→ Work to complete
Report every line of the data that includes "sampling".

[Collected data entries]
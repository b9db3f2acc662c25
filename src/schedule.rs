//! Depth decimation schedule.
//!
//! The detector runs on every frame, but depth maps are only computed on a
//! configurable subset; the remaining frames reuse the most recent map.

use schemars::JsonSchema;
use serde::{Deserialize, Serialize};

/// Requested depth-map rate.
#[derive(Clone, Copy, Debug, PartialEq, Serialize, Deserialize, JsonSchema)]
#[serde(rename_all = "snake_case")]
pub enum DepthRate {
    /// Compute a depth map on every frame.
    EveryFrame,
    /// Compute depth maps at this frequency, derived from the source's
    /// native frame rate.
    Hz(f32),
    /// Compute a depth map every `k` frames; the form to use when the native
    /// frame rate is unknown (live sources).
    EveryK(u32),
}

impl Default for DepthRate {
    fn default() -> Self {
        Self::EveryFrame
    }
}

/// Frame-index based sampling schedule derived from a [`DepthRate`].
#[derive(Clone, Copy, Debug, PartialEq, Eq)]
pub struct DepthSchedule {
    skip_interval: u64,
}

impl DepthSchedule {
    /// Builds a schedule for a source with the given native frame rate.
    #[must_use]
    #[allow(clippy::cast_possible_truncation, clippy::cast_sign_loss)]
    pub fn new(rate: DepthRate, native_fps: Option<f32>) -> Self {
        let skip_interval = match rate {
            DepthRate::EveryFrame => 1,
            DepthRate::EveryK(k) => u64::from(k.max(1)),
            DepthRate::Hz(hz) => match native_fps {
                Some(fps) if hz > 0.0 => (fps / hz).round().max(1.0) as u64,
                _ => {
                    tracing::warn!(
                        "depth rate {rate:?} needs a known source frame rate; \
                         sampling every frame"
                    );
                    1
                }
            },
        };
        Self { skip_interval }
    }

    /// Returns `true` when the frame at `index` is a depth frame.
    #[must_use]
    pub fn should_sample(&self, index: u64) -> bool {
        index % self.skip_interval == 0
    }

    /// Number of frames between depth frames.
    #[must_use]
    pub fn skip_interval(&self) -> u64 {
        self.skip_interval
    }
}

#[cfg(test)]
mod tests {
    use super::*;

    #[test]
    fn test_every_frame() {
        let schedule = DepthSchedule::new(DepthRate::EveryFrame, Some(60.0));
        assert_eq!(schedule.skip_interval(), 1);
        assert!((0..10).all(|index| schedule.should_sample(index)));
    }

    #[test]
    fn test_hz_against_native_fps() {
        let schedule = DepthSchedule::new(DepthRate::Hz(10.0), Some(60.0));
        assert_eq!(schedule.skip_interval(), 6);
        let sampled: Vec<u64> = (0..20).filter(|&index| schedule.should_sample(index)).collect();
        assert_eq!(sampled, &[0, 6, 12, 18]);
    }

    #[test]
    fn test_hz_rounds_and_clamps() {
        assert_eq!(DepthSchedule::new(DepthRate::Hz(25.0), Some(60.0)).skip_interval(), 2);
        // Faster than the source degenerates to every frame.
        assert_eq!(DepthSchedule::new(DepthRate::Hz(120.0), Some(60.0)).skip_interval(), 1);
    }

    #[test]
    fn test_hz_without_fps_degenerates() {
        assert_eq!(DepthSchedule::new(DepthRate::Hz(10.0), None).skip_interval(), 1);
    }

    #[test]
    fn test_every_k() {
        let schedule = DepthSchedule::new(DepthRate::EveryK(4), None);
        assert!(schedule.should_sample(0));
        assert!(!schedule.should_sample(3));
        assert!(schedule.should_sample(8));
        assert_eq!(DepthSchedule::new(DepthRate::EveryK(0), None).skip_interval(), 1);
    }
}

→ Result for this task
/// Frame-index based sampling schedule derived from a [`DepthRate`].
                         sampling every frame"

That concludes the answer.